Suspect in Colorado Springs Shooting Can Be Tried for Hate Crimes, Judge Says

COLORADO SPRINGS — The suspect in the mass shooting that killed five people and injured 17 at an L.G.B.T.Q. nightclub can be tried for hate crimes, a judge ruled Thursday.

Anderson Lee Aldrich, who identifies as nonbinary and uses the pronouns they/them, is facing more than 300 charges in connection with the November shooting at Club Q, including first-degree murder and crimes motivated by bias.

Judge Michael McHenry ruled that there was enough evidence to hold a trial for Mx. Aldrich, and that Mx. Aldrich would remain in jail without bond. Judge McHenry also set an arraignment date for Mx. Aldrich for May 30, when a trial will likely be scheduled.

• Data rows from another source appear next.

//! Content loader: turns an uploaded file into an [`Attachment`].
//!
//! Images are base64-encoded; everything else must decode as UTF-8 text.
//! Every failure comes back as a [`LoadError`] naming the file so the
//! caller can log it and drop that file without failing the request.

use base64::{engine::general_purpose::STANDARD, Engine};
use std::path::Path;

use crate::classify::{is_allowed_file, is_image_file, sanitize_filename};
use crate::extract;
use crate::models::Attachment;

/// Why an upload could not become an [`Attachment`].
#[derive(Debug, Clone, PartialEq, Eq)]
pub enum LoadError {
    /// Extension not on the allow-list. Carries the filename.
    Unsupported(String),
    /// Non-image bytes that are not valid UTF-8. Carries the filename.
    NotUtf8(String),
    /// Anything else (read failure, extractor crash). Carries the message.
    Io(String),
}

impl std::fmt::Display for LoadError {
    fn fmt(&self, f: &mut std::fmt::Formatter<'_>) -> std::fmt::Result {
        match self {
            LoadError::Unsupported(name) => write!(f, "File type not supported: {}", name),
            LoadError::NotUtf8(name) => {
                write!(f, "Could not decode file as UTF-8 text: {}", name)
            }
            LoadError::Io(msg) => f.write_str(msg),
        }
    }
}

impl std::error::Error for LoadError {}

/// Loader knobs, taken from `[attachments]` in the config.
#[derive(Debug, Clone, Copy, Default)]
pub struct LoadOptions {
    /// Fall back to PDF/DOCX text extraction when UTF-8 decoding fails.
    pub extract_documents: bool,
}

/// Builds an [`Attachment`] from raw bytes and an already-sanitized filename.
pub fn load_attachment(
    filename: &str,
    bytes: &[u8],
    options: LoadOptions,
) -> Result<Attachment, LoadError> {
    if !is_allowed_file(filename) {
        return Err(LoadError::Unsupported(filename.to_string()));
    }

    let is_image = is_image_file(filename);
    let content = if is_image {
        STANDARD.encode(bytes)
    } else {
        decode_text(filename, bytes, options)?
    };

    Ok(Attachment {
        filename: filename.to_string(),
        content,
        is_image,
    })
}

fn decode_text(filename: &str, bytes: &[u8], options: LoadOptions) -> Result<String, LoadError> {
    match std::str::from_utf8(bytes) {
        Ok(text) => Ok(text.to_string()),
        Err(_) if options.extract_documents && extract::can_extract(filename) => {
            match std::panic::catch_unwind(|| extract::extract_text(filename, bytes)) {
                Ok(Ok(text)) => Ok(text),
                Ok(Err(e)) => {
                    tracing::debug!(file = filename, error = %e, "text extraction failed");
                    Err(LoadError::NotUtf8(filename.to_string()))
                }
                Err(_) => Err(LoadError::Io(format!(
                    "text extractor crashed on {}",
                    filename
                ))),
            }
        }
        Err(_) => Err(LoadError::NotUtf8(filename.to_string())),
    }
}

/// Reads a local file and loads it under its sanitized basename.
pub async fn load_path(path: &Path, options: LoadOptions) -> Result<Attachment, LoadError> {
    let raw_name = path
        .file_name()
        .map(|n| n.to_string_lossy().into_owned())
        .unwrap_or_default();
    let filename = sanitize_filename(&raw_name);
    if !is_allowed_file(&filename) {
        return Err(LoadError::Unsupported(filename));
    }
    let bytes = tokio::fs::read(path)
        .await
        .map_err(|e| LoadError::Io(format!("{}: {}", path.display(), e)))?;
    load_attachment(&filename, &bytes, options)
}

Prosecutors presented evidence that they said showed the suspect had an aversion to the L.G.B.T.Q. community.

Defense lawyers said their client was not motivated by hate. They added that their client took medications for schizophrenia, post-traumatic stress disorder, bipolar disorder and anxiety. The lawyers also said that unlike mass shootings in Buffalo and El Paso, in which the gunmen had written lengthy screeds against specific minority groups, Mx. Aldrich had not written against the L.G.B.T.Q. community.

The motivations in the case could be pivotal, since a conviction on hate crime charges could affect sentencing. Mx. Aldrich could face life in prison without parole if convicted on the first-degree murder charges alone.

Joseph Archambault, a defense lawyer, said that Mx. Aldrich had expressed remorse after the shooting.

“It does not excuse it, but it is categorically different from people who target a group,” Mr. Archambault said.

Defense lawyers asked Judge McHenry to give them four months before the arraignment to perform psychological evaluations on Mx. Aldrich. Prosecutors proposed two months. The judge decided on about three.

Anticipating the possibility that the defense could make an insanity plea, the judge told defense lawyers that such a plea would need to be made at the arraignment and said he gave the defense ample time for psychological evaluations needed to prevent delaying the case.

Wearing an orange jumpsuit on Thursday, Mx. Aldrich sat in a courtroom packed for a second day with survivors of the shooting and family members of the victims.

Ashtin Gamblin, who survived being shot nine times that night, said she was grateful the case was moving toward a trial.

“Because this monster needs to be put away,” Ms. Gamblin said afterward, adding that she felt a “sense of relief” that the hate crime charges “were going to stick.”

“There’s no getting around that to me,” Ms. Gamblin said of the hate crime charges.

In the hearing the previous day, prosecutors presented evidence saying that Mx. Aldrich had expressed anti-L.G.B.T.Q. sentiments to friends and that Mx. Aldrich chose to shoot up the only L.G.B.T.Q. nightclub out of more than 50 bars in a 2.5-mile radius.

Mr. Archambault said that just because Mx. Aldrich opened fire on an L.G.B.T.Q. nightclub did not mean that Mx. Aldrich intended to target members of the L.G.B.T.Q. community.

“Any fight in a men’s room is a fight against men,” Mr. Archambault said. “That’s not what the statute says.”

But in a news conference after the hearing on Thursday, Michael Allen, the district attorney for Colorado’s Fourth Judicial District, said that a recent change in Colorado’s statute for bias-motivated crimes allowed prosecutors to pursue hate crime charges against Mx. Aldrich.

“It used to be that we had to prove that somebody acted specifically for those reasons,” Mr. Allen said. “But the wording was changed that we only have to prove that somebody acted either wholly or in part by their bias towards a particular group.”

On another issue, both sides will meet before the judge in March to decide whether surveillance footage from the night of the shooting can be made public.